Adoption: It can be a daunting journey, but it is worth all of the steps needed.
Adoption: it can be a daunting journey, but the conclusion – becoming adoptive parents – is worth all the steps needed. Aspiring parents in the workforce seeking to adopt a child have more resources available to them than they may know. As with any legal matter, it is vital to become educated in the process – and regarding your rights. In honor of November’s National Adoption Month, following is an overview of what you need to know when starting down the path to adoption.
As an attorney concentrating in both adoption and employment law, I often get asked, “Do I have to let my employer know I am adopting, and when do I have to tell them?” Adoptive parents also want to know how and when they are eligible for leave from work for an adoption.
Do I Need to Tell My Employer I’m Adopting?
Adoptive parents will most likely have to tell their employers sooner rather than later in the process that they are adopting. One of the many requirements of a home study or dossier is a letter from your employer stating that you are currently employed, in good standing, and have secure employment. Some adoptive parents also ask their employers for a positive letter of reference. Depending on the size of the company, your human resources office and/or immediate supervisor will most likely know about your adoption plans due to this requirement. You can request that the person(s) you have write the letter keep the matter confidential until you are ready to share your good news, but there is no legal requirement for them to do so. You also do not need to tell them more about your story (i.e., medical history) other than the fact that you are trying to adopt.
Once you are further along in the adoption process, you should consult your employee handbook or policy manual with regard to their coverage for leave and any benefits for adopting parents. If your employer does not have a handbook or policy manual, you need to ask your human resources officer or company contact for HR issues. A growing number of employers offer some type of adoption assistance that is usually discussed in an employee handbook: information resources, financial assistance to defray the costs of adoption, and parental leave policies. Your employer’s policies, along with state and federal law (if applicable), will govern your terms and length of leave for an adoption.
What Rights Do I Have In the Workplace?
Federal law requires covered employers to provide up to twelve (12) weeks of unpaid leave upon the birth or adoption of a child, and to continued health benefits during the leave period. In order to qualify for leave under the Family Medical Leave Act (“FMLA”), the following requirements must all be met:
1. Your employer must be a “covered employer,” meaning they have 50 or more employees, or, regardless of the number of employees, are a government agency (including local, state and federal employers) or an elementary and secondary school; and
2. In order for you to be an “eligible employee,” you must have worked for your employer for at least twelve (12) months, for at least 1,250 hours in the last twelve months before you take leave (an average of 24 hours per week over the course of a year), and you must work at a location where the employer has at least 50 employees within 75 miles of your worksite.

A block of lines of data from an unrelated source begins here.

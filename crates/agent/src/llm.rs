//! Thin client over the configured [`Provider`] used by every stage.
//!
//! All calls run under the pipeline's completion timeout. Structured calls
//! go through [`LlmClient::complete_json`]; user-facing text through
//! [`LlmClient::stream`].

use quarry_core::error::ProviderError;
use quarry_core::message::Message;
use quarry_core::provider::{Provider, ProviderRequest, complete_text};
use serde::de::DeserializeOwned;
use std::sync::Arc;
use std::time::Duration;
use tracing::debug;

use crate::error::AgentError;
use crate::extract;

/// One system + user exchange and its generation parameters.
#[derive(Debug, Clone)]
pub struct Prompt {
    pub system: String,
    pub user: String,
    pub temperature: f32,
    pub max_tokens: Option<u32>,
}

impl Prompt {
    pub fn new(system: impl Into<String>, user: impl Into<String>) -> Self {
        Self {
            system: system.into(),
            user: user.into(),
            temperature: 0.7,
            max_tokens: None,
        }
    }

    pub fn with_temperature(mut self, temperature: f32) -> Self {
        self.temperature = temperature;
        self
    }

    pub fn with_max_tokens(mut self, max_tokens: u32) -> Self {
        self.max_tokens = Some(max_tokens);
        self
    }
}

#[derive(Clone)]
pub struct LlmClient {
    provider: Arc<dyn Provider>,
    model: String,
    timeout: Duration,
}

impl LlmClient {
    pub fn new(provider: Arc<dyn Provider>, model: impl Into<String>, timeout: Duration) -> Self {
        Self {
            provider,
            model: model.into(),
            timeout,
        }
    }

    pub fn model(&self) -> &str {
        &self.model
    }

    fn request(&self, prompt: Prompt) -> ProviderRequest {
        let mut request = ProviderRequest::new(
            self.model.clone(),
            vec![Message::system(prompt.system), Message::user(prompt.user)],
        )
        .with_temperature(prompt.temperature);
        if let Some(max_tokens) = prompt.max_tokens {
            request = request.with_max_tokens(max_tokens);
        }
        request
    }

    /// Complete and return the trimmed, non-empty text.
    pub async fn complete(&self, prompt: Prompt) -> Result<String, ProviderError> {
        complete_text(self.provider.as_ref(), self.request(prompt), self.timeout).await
    }

    /// Complete and parse the JSON the model was asked for.
    pub async fn complete_json<T: DeserializeOwned>(&self, prompt: Prompt) -> Result<T, AgentError> {
        let text = self.complete(prompt).await?;
        extract::parse_json(&text).map_err(|e| {
            debug!(error = %e, output = %text, "Unparseable model output");
            AgentError::from(e)
        })
    }

    /// Stream the completion, handing each fragment to `on_fragment`.
    ///
    /// Returns the full text. Each wait (for the stream and for every
    /// fragment) is bounded by the completion timeout.
    pub async fn stream<F>(&self, prompt: Prompt, mut on_fragment: F) -> Result<String, ProviderError>
    where
        F: FnMut(&str) + Send,
    {
        let request = self.request(prompt).streaming();
        let mut rx = tokio::time::timeout(self.timeout, self.provider.stream(request))
            .await
            .map_err(|_| self.timed_out())??;

        let mut text = String::new();
        loop {
            let next = tokio::time::timeout(self.timeout, rx.recv())
                .await
                .map_err(|_| self.timed_out())?;
            let Some(chunk) = next else { break };
            let chunk = chunk?;
            if let Some(content) = chunk.content.as_deref().filter(|c| !c.is_empty()) {
                on_fragment(content);
                text.push_str(content);
            }
            if chunk.done {
                break;
            }
        }

        if text.trim().is_empty() {
            return Err(ProviderError::EmptyCompletion);
        }
        Ok(text)
    }

    fn timed_out(&self) -> ProviderError {
        ProviderError::Timeout(format!("no completion within {}s", self.timeout.as_secs()))
    }
}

Men and women have the same rights to take FMLA leave for bonding with their child. The leave must be taken within one year of the child’s birth or placement for adoption and must be taken as a continuous block of leave unless the employer agrees to allow intermittent leave (for example, for a part-time schedule). You must give your employer at least 30 days advance notice or tell them as soon as you can. Your employer must notify you whether you are eligible for FMLA leave within five (5) business days after the submission of your leave request.
If you are qualified, your employer must provide you with your FMLA rights and responsibilities, as well as any requests for certification. During your leave, you must follow your employer’s usual notice or call-in procedures. It is important to keep your employer informed of your need for leave, and to provide periodic updates on your status and your intent to return to work.
At the end of your leave, you have the legal right under the FMLA to return to your job or one that is nearly identical (i.e., same or substantially similar duties, responsibilities and status). If you are considered a “key employee,” which is a salaried, FMLA-eligible employee who is among the highest paid ten (10) percent of all employees working for an employer within 75 miles of the employee’s worksite or a teacher, there are special rules regarding your employer’s obligations to you upon your return to work.
Your employer is prohibited from interfering with, restraining, or denying the exercise of FMLA rights, retaliating against you for filing a complaint and cooperating with the Wage and Hour Division of the U.S. Department of Labor, or bringing a private action to court. If you have questions or think your rights under FMLA have been violated, you should contact an attorney immediately for answers.
These are the bare minimum adoption leave requirements for an employer. Because most adoption leave is not covered under short-term disability policies, employers sometimes offer paid leave for adoptive parents, and allow employees to take more than the required twelve (12) weeks of unpaid leave. At least five states (California, Hawaii, New Jersey, New York and Rhode Island) have mandatory short term disability programs that may cover short term disability for the adoptive family.
In my experience, most employers recognize the need for a bonding period between a child and adoptive parents, and will accommodate the adoptive parents’ need for leave.